**Provided records**
:::::
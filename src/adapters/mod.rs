//! Concrete adapter implementations for ports.

pub mod csv_adapter;
pub mod csv_report_adapter;
pub mod file_config_adapter;
//! Stop-loss with full liquidation and full re-entry.
//!
//! Two states. HOLDING sells everything once price <= stop, where
//! stop = avg_cost * (1 + stop_loss_pct / 100). CASH buys back with all cash
//! once price >= rebuy = exit_price * (1 + rebuy_gain_pct / 100). After a
//! re-entry both levels are reset from the entry price. The stop check runs
//! first and a tick makes at most one transition.

use super::{invalid_param, Policy, TickContext};
use crate::domain::config_validation::read_double;
use crate::domain::error::PolicysimError;
use crate::domain::state::{PolicyState, StartingPosition};
use crate::domain::trade::Trade;
use crate::ports::config_port::ConfigPort;

pub const NAME: &str = "stop_loss_rebuy";

#[derive(Debug, Clone, Copy, PartialEq)]
pub struct StopLossRebuy {
    /// Percent below cost that triggers liquidation, e.g. -10.
    pub stop_loss_pct: f64,
    /// Percent above the exit price that triggers re-entry, e.g. 5.
    pub rebuy_gain_pct: f64,
}

impl Default for StopLossRebuy {
    fn default() -> Self {
        StopLossRebuy {
            stop_loss_pct: -10.0,
            rebuy_gain_pct: 5.0,
        }
    }
}

impl StopLossRebuy {
    pub fn from_config(config: &dyn ConfigPort) -> Result<Self, PolicysimError> {
        let defaults = Self::default();
        Ok(StopLossRebuy {
            stop_loss_pct: read_double(config, NAME, "stop_loss_pct", defaults.stop_loss_pct)?,
            rebuy_gain_pct: read_double(config, NAME, "rebuy_gain_pct", defaults.rebuy_gain_pct)?,
        })
    }

    pub fn validate(&self) -> Result<(), PolicysimError> {
        validate_levels(NAME, self.stop_loss_pct, self.rebuy_gain_pct)
    }

    pub fn stop_level(&self, reference: f64) -> f64 {
        reference * (1.0 + self.stop_loss_pct / 100.0)
    }

    pub fn rebuy_level(&self, reference: f64) -> f64 {
        reference * (1.0 + self.rebuy_gain_pct / 100.0)
    }
}

/// Shared by the full and partial variants.
pub(crate) fn validate_levels(
    section: &str,
    stop_loss_pct: f64,
    rebuy_gain_pct: f64,
) -> Result<(), PolicysimError> {
    if !stop_loss_pct.is_finite() || stop_loss_pct > 0.0 || stop_loss_pct <= -100.0 {
        return Err(invalid_param(
            section,
            "stop_loss_pct",
            "stop_loss_pct must be in (-100, 0]",
        ));
    }
    if !rebuy_gain_pct.is_finite() || rebuy_gain_pct < 0.0 {
        return Err(invalid_param(
            section,
            "rebuy_gain_pct",
            "rebuy_gain_pct must be non-negative",
        ));
    }
    Ok(())
}

impl Policy for StopLossRebuy {
    fn name(&self) -> &'static str {
        NAME
    }

    fn display_name(&self) -> String {
        "Stop Loss & Rebuy Strategy".to_string()
    }

    fn initial_state(&self, start: StartingPosition) -> Result<PolicyState, PolicysimError> {
        if start.shares <= 0.0 || start.cash != 0.0 {
            return Err(PolicysimError::invalid_input(format!(
                "{NAME} starts fully invested: need shares > 0 and cash = 0 (got shares {}, cash {})",
                start.shares, start.cash
            )));
        }
        let mut state = PolicyState::from_start(start);
        state.stop_price = Some(self.stop_level(start.avg_cost));
        Ok(state)
    }

    fn on_tick(&self, state: &mut PolicyState, ctx: &TickContext<'_>) -> Option<Trade> {
        let tick = ctx.tick();
        let price = tick.price;

        if state.is_holding {
            if state.stop_price.is_some_and(|stop| price <= stop) {
                let trade = state.liquidate(tick);
                state.stop_price = None;
                state.rebuy_price = Some(self.rebuy_level(price));
                return Some(trade);
            }
        } else if state.rebuy_price.is_some_and(|rebuy| price >= rebuy) {
            let trade = state.invest_all(tick);
            state.stop_price = Some(self.stop_level(price));
            state.rebuy_price = Some(self.rebuy_level(price));
            return Some(trade);
        }

        None
    }
}
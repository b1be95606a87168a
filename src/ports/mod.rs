//! Port traits between the simulation core and the outside world.

pub mod config_port;
pub mod data_port;
pub mod report_port;
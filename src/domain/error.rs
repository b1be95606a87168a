//! Domain error types.

/// Top-level error type for policysim.
#[derive(Debug, thiserror::Error)]
pub enum PolicysimError {
    #[error("invalid input: {reason}")]
    InvalidInput { reason: String },

    #[error("unknown policy '{name}'")]
    UnknownPolicy { name: String },

    #[error("config parse error in {file}: {reason}")]
    ConfigParse { file: String, reason: String },

    #[error("missing config key [{section}] {key}")]
    ConfigMissing { section: String, key: String },

    #[error("invalid config value [{section}] {key}: {reason}")]
    ConfigInvalid {
        section: String,
        key: String,
        reason: String,
    },

    #[error("data error: {reason}")]
    Data { reason: String },

    #[error("no price data for {ticker} between {start} and {end}")]
    NoData {
        ticker: String,
        start: String,
        end: String,
    },

    #[error("report error: {reason}")]
    Report { reason: String },

    #[error(transparent)]
    Io(#[from] std::io::Error),
}

impl PolicysimError {
    pub fn invalid_input(reason: impl Into<String>) -> Self {
        PolicysimError::InvalidInput {
            reason: reason.into(),
        }
    }
}

impl From<&PolicysimError> for std::process::ExitCode {
    fn from(err: &PolicysimError) -> Self {
        let code: u8 = match err {
            PolicysimError::Io(_) | PolicysimError::Report { .. } => 1,
            PolicysimError::ConfigParse { .. }
            | PolicysimError::ConfigMissing { .. }
            | PolicysimError::ConfigInvalid { .. } => 2,
            PolicysimError::Data { .. } | PolicysimError::NoData { .. } => 3,
            PolicysimError::UnknownPolicy { .. } => 4,
            PolicysimError::InvalidInput { .. } => 5,
        };
        std::process::ExitCode::from(code)
    }
}
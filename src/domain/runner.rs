//! Drives a policy across a price series.
//!
//! Each tick the runner copies the current state, lets the policy mutate the
//! copy, then commits it. A tick therefore either applies its whole
//! transition or none of it, and contributes exactly one value point.

use rayon::prelude::*;
use tracing::{debug, info, warn};

use crate::domain::error::PolicysimError;
use crate::domain::policy::{Policy, PolicyKind, TickContext, Valuation};
use crate::domain::state::{PolicyState, StartingPosition};
use crate::domain::tick::{validate_prices, Tick};
use crate::domain::trade::Trade;
use crate::domain::valuation::{ValuePoint, ValueSeries};

/// Everything a completed run produced.
#[derive(Debug, Clone, PartialEq)]
pub struct SimulationResult {
    pub policy: String,
    pub tag: &'static str,
    pub values: ValueSeries,
    pub trades: Vec<Trade>,
    pub final_state: PolicyState,
    pub initial_investment: f64,
}

impl SimulationResult {
    pub fn final_value(&self) -> Option<f64> {
        self.values.last().map(|p| p.value)
    }
}

#[derive(Debug, Clone, Copy)]
pub struct SimulationRunner<'a> {
    start: StartingPosition,
    prices: &'a [Tick],
    initial_investment: f64,
}

impl<'a> SimulationRunner<'a> {
    /// Validates the price series and starting position once; the runner can
    /// then be reused for any number of policies.
    pub fn new(start: StartingPosition, prices: &'a [Tick]) -> Result<Self, PolicysimError> {
        validate_prices(prices)?;
        start.validate()?;
        Ok(SimulationRunner {
            start,
            prices,
            initial_investment: start.initial_investment(),
        })
    }

    /// Override the capital that returns are measured against.
    pub fn with_initial_investment(mut self, amount: f64) -> Result<Self, PolicysimError> {
        if !amount.is_finite() || amount <= 0.0 {
            return Err(PolicysimError::invalid_input(format!(
                "initial investment must be positive, got {amount}"
            )));
        }
        self.initial_investment = amount;
        Ok(self)
    }

    pub fn initial_investment(&self) -> f64 {
        self.initial_investment
    }

    pub fn run<P: Policy + ?Sized>(&self, policy: &P) -> Result<SimulationResult, PolicysimError> {
        let mut state = policy.initial_state(self.start)?;
        let valuation = policy.valuation();
        let indicators = policy.indicators(self.prices);

        info!(
            policy = policy.name(),
            ticks = self.prices.len(),
            "Starting simulation"
        );

        let mut values = Vec::with_capacity(self.prices.len());
        let mut trades = Vec::new();

        for (index, tick) in self.prices.iter().enumerate() {
            let ctx = TickContext::new(index, self.prices, &indicators);

            let mut next = state;
            let trade = policy.on_tick(&mut next, &ctx);

            let value = match valuation {
                Valuation::PreTrade => state.value_at(tick.price),
                Valuation::PostTrade => next.value_at(tick.price),
            };
            values.push(ValuePoint {
                date: tick.date,
                value,
            });

            if let Some(trade) = trade {
                debug!(
                    policy = policy.name(),
                    date = %trade.date,
                    side = %trade.side,
                    price = trade.price,
                    shares = trade.shares,
                    "Trade"
                );
                trades.push(trade);
            }

            state = next;
        }

        let result = SimulationResult {
            policy: policy.display_name(),
            tag: policy.name(),
            values,
            trades,
            final_state: state,
            initial_investment: self.initial_investment,
        };

        info!(
            policy = result.tag,
            trades = result.trades.len(),
            final_value = result.final_value().unwrap_or(0.0),
            "Simulation complete"
        );

        Ok(result)
    }

    /// Run independent policies in parallel over the same prices. Results
    /// keep the order of `policies`.
    pub fn run_all(&self, policies: &[PolicyKind]) -> Vec<Result<SimulationResult, PolicysimError>> {
        policies
            .par_iter()
            .map(|policy| {
                let result = self.run(policy);
                if let Err(e) = &result {
                    warn!(policy = policy.name(), error = %e, "Simulation failed");
                }
                result
            })
            .collect()
    }
}
//! Starting position and per-run policy state.
//!
//! A [`PolicyState`] is built fresh from an immutable [`StartingPosition`] at
//! the start of every run and is owned by that run alone. All position
//! changes go through the methods here so cash and shares stay conserved.

use super::error::PolicysimError;
use super::tick::Tick;
use super::trade::{Side, Trade};

/// The position a run starts from. Passed by value, never mutated.
#[derive(Debug, Clone, Copy, PartialEq)]
pub struct StartingPosition {
    pub shares: f64,
    pub avg_cost: f64,
    pub cash: f64,
}

impl StartingPosition {
    pub fn new(shares: f64, avg_cost: f64, cash: f64) -> Self {
        StartingPosition {
            shares,
            avg_cost,
            cash,
        }
    }

    /// Capital committed at the start: shares at cost plus cash.
    pub fn initial_investment(&self) -> f64 {
        self.shares * self.avg_cost + self.cash
    }

    pub fn validate(&self) -> Result<(), PolicysimError> {
        if !self.avg_cost.is_finite() || self.avg_cost <= 0.0 {
            return Err(PolicysimError::invalid_input(format!(
                "average cost must be positive, got {}",
                self.avg_cost
            )));
        }
        if !self.shares.is_finite() || self.shares < 0.0 {
            return Err(PolicysimError::invalid_input(format!(
                "shares must be non-negative, got {}",
                self.shares
            )));
        }
        if !self.cash.is_finite() || self.cash < 0.0 {
            return Err(PolicysimError::invalid_input(format!(
                "cash must be non-negative, got {}",
                self.cash
            )));
        }
        if self.initial_investment() <= 0.0 {
            return Err(PolicysimError::invalid_input(
                "starting position holds neither shares nor cash",
            ));
        }
        Ok(())
    }
}

#[derive(Debug, Clone, Copy, PartialEq)]
pub struct PolicyState {
    pub cash: f64,
    pub shares_held: f64,
    pub avg_cost: f64,
    pub is_holding: bool,
    pub stop_price: Option<f64>,
    pub rebuy_price: Option<f64>,
    /// Dip buys left (DCA only).
    pub remaining_buys: u32,
    /// Reference price for the next dip (DCA only).
    pub last_buy_price: f64,
    /// Starting capital plus any externally funded purchases.
    pub contributed: f64,
}

impl PolicyState {
    pub fn from_start(start: StartingPosition) -> Self {
        PolicyState {
            cash: start.cash,
            shares_held: start.shares,
            avg_cost: start.avg_cost,
            is_holding: start.shares > 0.0,
            stop_price: None,
            rebuy_price: None,
            remaining_buys: 0,
            last_buy_price: start.avg_cost,
            contributed: start.initial_investment(),
        }
    }

    /// cash + shares_held * price
    pub fn value_at(&self, price: f64) -> f64 {
        self.cash + self.shares_held * price
    }

    /// Sell every share at the tick price. Cash receives the proceeds and
    /// shares drop to exactly zero.
    pub fn liquidate(&mut self, tick: &Tick) -> Trade {
        let shares = self.shares_held;
        let proceeds = shares * tick.price;
        self.cash += proceeds;
        self.shares_held = 0.0;
        self.is_holding = false;
        Trade {
            date: tick.date,
            price: tick.price,
            side: Side::Sell,
            shares,
            amount: proceeds,
        }
    }

    /// Convert all cash into shares at the tick price. Cash drops to exactly
    /// zero.
    pub fn invest_all(&mut self, tick: &Tick) -> Trade {
        let spent = self.cash;
        let bought = spent / tick.price;
        self.absorb_purchase(spent, bought);
        self.cash = 0.0;
        Trade {
            date: tick.date,
            price: tick.price,
            side: Side::Buy,
            shares: bought,
            amount: spent,
        }
    }

    /// Sell `quantity` shares (clamped to the holding) at the tick price.
    pub fn sell_shares(&mut self, quantity: f64, tick: &Tick) -> Trade {
        let quantity = quantity.min(self.shares_held);
        let proceeds = quantity * tick.price;
        self.cash += proceeds;
        self.shares_held -= quantity;
        if self.shares_held <= 0.0 {
            self.shares_held = 0.0;
            self.is_holding = false;
        }
        Trade {
            date: tick.date,
            price: tick.price,
            side: Side::Sell,
            shares: quantity,
            amount: proceeds,
        }
    }

    /// Spend `amount` of tracked cash (clamped to the balance) on shares.
    pub fn buy_with_cash(&mut self, amount: f64, tick: &Tick) -> Trade {
        let spent = amount.min(self.cash);
        let bought = spent / tick.price;
        self.absorb_purchase(spent, bought);
        self.cash -= spent;
        Trade {
            date: tick.date,
            price: tick.price,
            side: Side::Buy,
            shares: bought,
            amount: spent,
        }
    }

    /// Buy shares with money that does not come from the tracked cash
    /// balance. The amount is added to `contributed`.
    pub fn buy_with_external_funds(&mut self, amount: f64, tick: &Tick) -> Trade {
        let bought = amount / tick.price;
        self.absorb_purchase(amount, bought);
        self.contributed += amount;
        Trade {
            date: tick.date,
            price: tick.price,
            side: Side::Buy,
            shares: bought,
            amount,
        }
    }

    // new_avg = (avg * shares_before + spent) / (shares_before + bought)
    fn absorb_purchase(&mut self, spent: f64, bought: f64) {
        let total = self.shares_held + bought;
        if total > 0.0 {
            self.avg_cost = (self.avg_cost * self.shares_held + spent) / total;
        }
        self.shares_held = total;
        self.is_holding = total > 0.0;
    }
}
//! Summary statistics over a completed value series.
//!
//! Returns are measured against the initial investment,
//! `r_t = value_t / initial_investment - 1`, not tick-over-tick. Degenerate
//! inputs (flat series, no drawdown, no losing ticks) resolve to 0.

use super::error::PolicysimError;
use super::runner::SimulationResult;
use super::valuation::ValuePoint;

const TRADING_DAYS_PER_YEAR: f64 = 252.0;

#[derive(Debug, Clone, PartialEq)]
pub struct Metrics {
    pub mean_return: f64,
    pub median_return: f64,
    pub max_return: f64,
    pub min_return: f64,
    pub std_return: f64,
    /// Largest fall from a running peak, in currency units.
    pub max_drawdown: f64,
    pub sharpe_ratio: f64,
    pub cagr: f64,
    pub calmar_ratio: f64,
    pub sortino_ratio: f64,
    pub total_return: f64,
    pub final_value: f64,
}

impl Metrics {
    pub fn compute(values: &[ValuePoint], initial_investment: f64) -> Result<Self, PolicysimError> {
        if values.is_empty() {
            return Err(PolicysimError::invalid_input(
                "cannot compute metrics for an empty value series",
            ));
        }
        if !initial_investment.is_finite() || initial_investment <= 0.0 {
            return Err(PolicysimError::invalid_input(format!(
                "initial investment must be positive, got {initial_investment}"
            )));
        }

        let returns: Vec<f64> = values
            .iter()
            .map(|p| p.value / initial_investment - 1.0)
            .collect();

        let mean_return = mean(&returns);
        let std_return = population_std(&returns);
        let max_return = returns.iter().copied().fold(f64::NEG_INFINITY, f64::max);
        let min_return = returns.iter().copied().fold(f64::INFINITY, f64::min);

        let final_value = values[values.len() - 1].value;
        let total_return = final_value / initial_investment - 1.0;

        let sharpe_ratio = annualized_ratio(mean_return, std_return);

        let negative: Vec<f64> = returns.iter().copied().filter(|r| *r < 0.0).collect();
        let sortino_ratio = if negative.is_empty() {
            0.0
        } else {
            annualized_ratio(mean_return, population_std(&negative))
        };

        let n = values.len() as f64;
        let cagr = (final_value / initial_investment).powf(TRADING_DAYS_PER_YEAR / n) - 1.0;
        let cagr = if cagr.is_finite() { cagr } else { 0.0 };

        let max_drawdown = compute_drawdown(values);
        let calmar_ratio = if max_drawdown > 0.0 {
            cagr / max_drawdown
        } else {
            0.0
        };

        Ok(Metrics {
            mean_return,
            median_return: median(&returns),
            max_return,
            min_return,
            std_return,
            max_drawdown,
            sharpe_ratio,
            cagr,
            calmar_ratio,
            sortino_ratio,
            total_return,
            final_value,
        })
    }

    pub fn from_result(result: &SimulationResult) -> Result<Self, PolicysimError> {
        Self::compute(&result.values, result.initial_investment)
    }

    /// Name/value pairs in display order.
    pub fn summary(&self) -> Vec<(&'static str, f64)> {
        vec![
            ("final_value", self.final_value),
            ("total_return", self.total_return),
            ("mean_return", self.mean_return),
            ("median_return", self.median_return),
            ("max_return", self.max_return),
            ("min_return", self.min_return),
            ("std_return", self.std_return),
            ("max_drawdown", self.max_drawdown),
            ("sharpe_ratio", self.sharpe_ratio),
            ("sortino_ratio", self.sortino_ratio),
            ("cagr", self.cagr),
            ("calmar_ratio", self.calmar_ratio),
        ]
    }
}

fn mean(xs: &[f64]) -> f64 {
    if xs.is_empty() {
        return 0.0;
    }
    xs.iter().sum::<f64>() / xs.len() as f64
}

fn population_std(xs: &[f64]) -> f64 {
    if xs.is_empty() {
        return 0.0;
    }
    let m = mean(xs);
    let variance = xs.iter().map(|x| (x - m).powi(2)).sum::<f64>() / xs.len() as f64;
    variance.sqrt()
}

fn median(xs: &[f64]) -> f64 {
    if xs.is_empty() {
        return 0.0;
    }
    let mut sorted = xs.to_vec();
    sorted.sort_by(f64::total_cmp);
    let mid = sorted.len() / 2;
    if sorted.len() % 2 == 0 {
        (sorted[mid - 1] + sorted[mid]) / 2.0
    } else {
        sorted[mid]
    }
}

fn annualized_ratio(mean: f64, std: f64) -> f64 {
    if std > 0.0 {
        mean / std * TRADING_DAYS_PER_YEAR.sqrt()
    } else {
        0.0
    }
}

// max(running_max(value) - value)
fn compute_drawdown(values: &[ValuePoint]) -> f64 {
    let mut peak = f64::NEG_INFINITY;
    let mut max_dd = 0.0_f64;
    for point in values {
        peak = peak.max(point.value);
        max_dd = max_dd.max(peak - point.value);
    }
    max_dd
}
//! HeliOps CLI - Main entry point

use clap::Parser;
use heliops_cli::Cli;
use heliops_common::logging::{init_logging, LogConfig, LogLevel, LogOutput};
use std::process;
use tracing::error;

#[tokio::main]
async fn main() {
    // .env is optional; a missing file is not an error
    let _ = dotenvy::dotenv();

    let cli = Cli::parse();

    // Verbose mode logs debug to the console, otherwise only warnings
    let level = if cli.verbose {
        LogLevel::Debug
    } else {
        LogLevel::Warn
    };
    let log_config = LogConfig::builder()
        .level(level)
        .output(LogOutput::Console)
        .log_file_prefix("heliops-cli")
        .build();

    // HELIOPS_LOG_* variables take precedence
    let log_config = log_config.clone().with_env_overrides().unwrap_or(log_config);

    // The CLI works without logging
    let _ = init_logging(&log_config);

    if let Err(e) = heliops_cli::execute(cli).await {
        error!(error = %e, "Command failed");
        eprintln!("Error: {}", e);
        process::exit(1);
    }
}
:::::
Restate word for word the entries above from the line with "start.validate()?;" through the line with "self.initial_investment = amount;", inclusive, leaving out everything else.

        start.validate()?;
        Ok(SimulationRunner {
            start,
            prices,
            initial_investment: start.initial_investment(),
        })
    }

    /// Override the capital that returns are measured against.
    pub fn with_initial_investment(mut self, amount: f64) -> Result<Self, PolicysimError> {
        if !amount.is_finite() || amount <= 0.0 {
            return Err(PolicysimError::invalid_input(format!(
                "initial investment must be positive, got {amount}"
            )));
        }
        self.initial_investment = amount;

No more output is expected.